Certaines personnes peuvent avoir besoin d’une intervention chirurgicale ou d’autres procédures pour traiter l’amylose :

Greffe d’organe : certaines personnes peuvent avoir besoin d’une greffe de rein, de foie ou de cœur si ces organes ont été gravement endommagés par des dépôts amyloïdes.
Dialyse : une personne dont les reins ont été endommagés par l’amylose peut avoir besoin d’une dialyse pour filtrer régulièrement les déchets, les sels et autres fluides du sang.
Greffe de cellules souches sanguines autologues : cette procédure prélèvera vos propres cellules souches dans votre sang et après avoir reçu une chimiothérapie à haute dose, elles vous seront retournées.
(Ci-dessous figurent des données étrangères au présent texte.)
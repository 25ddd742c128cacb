//! Pruner: deletes owned objects that were not applied in this pass.

use std::{collections::HashSet, sync::Arc};

use thiserror::Error;
use tracing::instrument;

use crate::{
	apply::ApplyReport,
	backend::{BackendError, Deadline, ResourceBackend},
	index::{OwnedIndex, OwnedObjectRecord},
	object::{DesiredObject, ObjectKey},
	pool::BoundedPool,
	scope::OwnershipScope,
	status::{error_chain, ObjectFailure},
};

/// Errors that can occur while deleting a single object.
#[derive(Debug, Error)]
pub enum PruneError {
	#[error("refusing to delete outside owner namespace `{owner_namespace}`")]
	OutsideScope { owner_namespace: String },

	#[error("delete failed")]
	Delete(#[source] BackendError),

	#[error("prune task panicked: {0}")]
	TaskPanicked(String),
}

/// Identities that must survive the prune.
#[derive(Debug, Clone, Default)]
pub struct AppliedSet {
	uids: HashSet<String>,
	keys: HashSet<ObjectKey>,
}

impl AppliedSet {
	/// Build from the desired set and its apply reports.
	///
	/// Every desired key is protected, whether or not its apply succeeded.
	pub fn new<'a>(
		scope: &OwnershipScope,
		desired: impl IntoIterator<Item = &'a DesiredObject>,
		reports: &[ApplyReport],
	) -> Self {
		Self {
			uids: reports
				.iter()
				.filter_map(|r| r.outcome.uid())
				.map(str::to_string)
				.collect(),
			keys: desired
				.into_iter()
				.map(|d| d.key_in(scope.namespace()))
				.collect(),
		}
	}

	pub fn from_parts(
		uids: impl IntoIterator<Item = String>,
		keys: impl IntoIterator<Item = ObjectKey>,
	) -> Self {
		Self {
			uids: uids.into_iter().collect(),
			keys: keys.into_iter().collect(),
		}
	}

	pub fn protects(&self, record: &OwnedObjectRecord) -> bool {
		self.uids.contains(&record.uid) || self.keys.contains(&record.key)
	}
}

/// Result of deleting one owned object.
#[derive(Debug)]
pub enum PruneOutcome {
	Deleted,
	/// The object was removed (or replaced) by someone else first.
	AlreadyGone,
	Failed(PruneError),
}

/// Summary of a prune run.
#[derive(Debug, Default)]
pub struct PruneReport {
	pub deleted: Vec<ObjectKey>,
	pub failures: Vec<ObjectFailure>,
}

/// Deletes stale owned objects.
pub struct Pruner<B> {
	backend: Arc<B>,
}

impl<B> Clone for Pruner<B> {
	fn clone(&self) -> Self {
		Self {
			backend: self.backend.clone(),
		}
	}
}

impl<B: ResourceBackend + 'static> Pruner<B> {
	pub fn new(backend: Arc<B>) -> Self {
		Self { backend }
	}

	/// Delete every record of `index` not protected by `applied`.
	#[instrument(skip_all, fields(owner = %scope, owned = index.len()))]
	pub async fn prune(
		&self,
		scope: Arc<OwnershipScope>,
		index: &OwnedIndex,
		applied: &AppliedSet,
		concurrency: usize,
		deadline: Deadline,
	) -> PruneReport {
		let mut pool = BoundedPool::new(concurrency);

		for record in index.iter().filter(|r| !applied.protects(r)) {
			let pruner = self.clone();
			let scope = scope.clone();
			let record = record.clone();
			pool.spawn(record.key.clone(), async move {
				let outcome = pruner.delete(&scope, &record, deadline).await;
				(record.key, outcome)
			});
		}

		let mut report = PruneReport::default();
		for joined in pool.join().await {
			let (key, outcome) = joined.unwrap_or_else(|panicked| {
				let outcome = PruneOutcome::Failed(PruneError::TaskPanicked(panicked.message));
				(panicked.key, outcome)
			});
			match outcome {
				PruneOutcome::Deleted | PruneOutcome::AlreadyGone => report.deleted.push(key),
				PruneOutcome::Failed(error) => report.failures.push(ObjectFailure::new(key, &error)),
			}
		}
		report
	}

	/// Delete a single owned object.
	#[instrument(skip_all, fields(
		kind = %record.key.kind,
		name = %record.key.name,
		namespace = %record.key.namespace(),
		uid = %record.uid,
	))]
	pub async fn delete(
		&self,
		scope: &OwnershipScope,
		record: &OwnedObjectRecord,
		deadline: Deadline,
	) -> PruneOutcome {
		let key = &record.key;
		if key.kind.is_namespaced() && key.namespace.as_deref() != Some(scope.namespace()) {
			tracing::error!(owner_namespace = scope.namespace(), "refusing to prune object outside owner namespace");
			return PruneOutcome::Failed(PruneError::OutsideScope {
				owner_namespace: scope.namespace().to_string(),
			});
		}

		let result = deadline
			.run(self.backend.delete(
				&key.kind,
				key.namespace.as_deref(),
				&key.name,
				Some(&record.uid),
			))
			.await;

		match result {
			Ok(()) => {
				tracing::info!("pruned");
				PruneOutcome::Deleted
			}
			// A uid precondition conflict means the indexed object no longer exists.
			Err(BackendError::NotFound | BackendError::Conflict { .. }) => {
				tracing::debug!("already gone");
				PruneOutcome::AlreadyGone
			}
			Err(source) => {
				let error = PruneError::Delete(source);
				tracing::error!(error = %error_chain(&error), "prune failed");
				PruneOutcome::Failed(error)
			}
		}
	}
}

#[cfg(test)]
mod tests {
	use assert_matches::assert_matches;
	use serde_json::json;

	use super::*;
	use crate::{
		kind::ResourceKind,
		test_utils::{desired, owned, scope_for, Call, MemoryBackend},
	};

	fn record(kind: ResourceKind, namespace: &str, name: &str, uid: &str) -> OwnedObjectRecord {
		OwnedObjectRecord {
			uid: uid.to_string(),
			key: ObjectKey::new(kind, Some(namespace.to_string()), name),
		}
	}

	#[tokio::test]
	async fn test_deletes_only_unapplied() {
		let scope = Arc::new(scope_for("simplest", "uid-owner"));
		let backend = Arc::new(
			MemoryBackend::new()
				.with_object(owned(&scope, ResourceKind::ingress(), "keep"))
				.with_object(owned(&scope, ResourceKind::ingress(), "stale")),
		);
		let index: OwnedIndex = [
			record(ResourceKind::ingress(), "observability", "keep", "uid-1"),
			record(ResourceKind::ingress(), "observability", "stale", "uid-2"),
		]
		.into_iter()
		.collect();
		let applied = AppliedSet::from_parts(["uid-1".to_string()], []);

		let report = Pruner::new(backend.clone())
			.prune(scope, &index, &applied, 4, Deadline::none())
			.await;

		assert_eq!(report.deleted.len(), 1);
		assert_eq!(report.deleted[0].name, "stale");
		assert!(report.failures.is_empty());
		assert_eq!(backend.names(), vec!["keep".to_string()]);
	}

	#[tokio::test]
	async fn test_desired_key_protects_failed_apply() {
		let scope = Arc::new(scope_for("simplest", "uid-owner"));
		let backend = Arc::new(
			MemoryBackend::new().with_object(owned(&scope, ResourceKind::ingress(), "query")),
		);
		let index: OwnedIndex = [record(ResourceKind::ingress(), "observability", "query", "uid-1")]
			.into_iter()
			.collect();
		let wanted = [desired(ResourceKind::ingress(), "query", json!({}))];
		let applied = AppliedSet::new(&scope, &wanted, &[]);

		let report = Pruner::new(backend.clone())
			.prune(scope, &index, &applied, 4, Deadline::none())
			.await;

		assert!(report.deleted.is_empty());
		assert!(backend.mutating_calls().is_empty());
	}

	#[tokio::test]
	async fn test_already_deleted_is_success() {
		let scope = Arc::new(scope_for("simplest", "uid-owner"));
		let backend = Arc::new(MemoryBackend::new());
		let index: OwnedIndex = [record(ResourceKind::route(), "observability", "gone", "uid-9")]
			.into_iter()
			.collect();

		let report = Pruner::new(backend)
			.prune(scope, &index, &AppliedSet::default(), 4, Deadline::none())
			.await;

		assert_eq!(report.deleted.len(), 1);
		assert!(report.failures.is_empty());
	}

	#[tokio::test]
	async fn test_recreated_object_is_not_deleted() {
		let scope = scope_for("simplest", "uid-owner");
		let backend = Arc::new(
			MemoryBackend::new().with_object(owned(&scope, ResourceKind::ingress(), "query")),
		);
		// Index still points at the uid of a previous incarnation.
		let stale = record(ResourceKind::ingress(), "observability", "query", "uid-old");

		let outcome = Pruner::new(backend.clone())
			.delete(&scope, &stale, Deadline::none())
			.await;

		assert_matches!(outcome, PruneOutcome::AlreadyGone);
		assert_eq!(backend.names(), vec!["query".to_string()]);
	}

	#[tokio::test]
	async fn test_refuses_other_namespace() {
		let scope = scope_for("simplest", "uid-owner");
		let backend = Arc::new(MemoryBackend::new());
		let foreign = record(ResourceKind::ingress(), "kube-system", "query", "uid-1");

		let outcome = Pruner::new(backend.clone())
			.delete(&scope, &foreign, Deadline::none())
			.await;

		assert_matches!(outcome, PruneOutcome::Failed(PruneError::OutsideScope { .. }));
		assert!(backend.calls().is_empty());
	}

	#[tokio::test]
	async fn test_failures_do_not_block_other_deletes() {
		let scope = Arc::new(scope_for("simplest", "uid-owner"));
		let backend = Arc::new(
			MemoryBackend::new()
				.with_object(owned(&scope, ResourceKind::ingress(), "a"))
				.with_object(owned(&scope, ResourceKind::ingress(), "b"))
				.with_object(owned(&scope, ResourceKind::ingress(), "c"))
				.fail_delete("b"),
		);
		let index: OwnedIndex = [
			record(ResourceKind::ingress(), "observability", "a", "uid-1"),
			record(ResourceKind::ingress(), "observability", "b", "uid-2"),
			record(ResourceKind::ingress(), "observability", "c", "uid-3"),
		]
		.into_iter()
		.collect();

		let report = Pruner::new(backend.clone())
			.prune(scope, &index, &AppliedSet::default(), 1, Deadline::none())
			.await;

		assert_eq!(report.deleted.len(), 2);
		assert_eq!(report.failures.len(), 1);
		assert_eq!(report.failures[0].key.name, "b");
		let deletes = backend
			.calls()
			.into_iter()
			.filter(|c| matches!(c, Call::Delete { .. }))
			.count();
		assert_eq!(deletes, 3);
	}
}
L’amylose ne peut être ni guérie ni prévenue. Elle peut être mortelle si elle affecte le cœur ou les reins. Mais un diagnostic et un traitement précoces sont essentiels pour améliorer la survie.

Discutez avec votre fournisseur de soins de santé de vos options de traitement et de la façon de travailler pour vous assurer que votre traitement fait ce qu’il devrait. Votre fournisseur de soins de santé peut apporter les ajustements nécessaires pour réduire les symptômes, prévenir les complications et améliorer votre qualité de vie.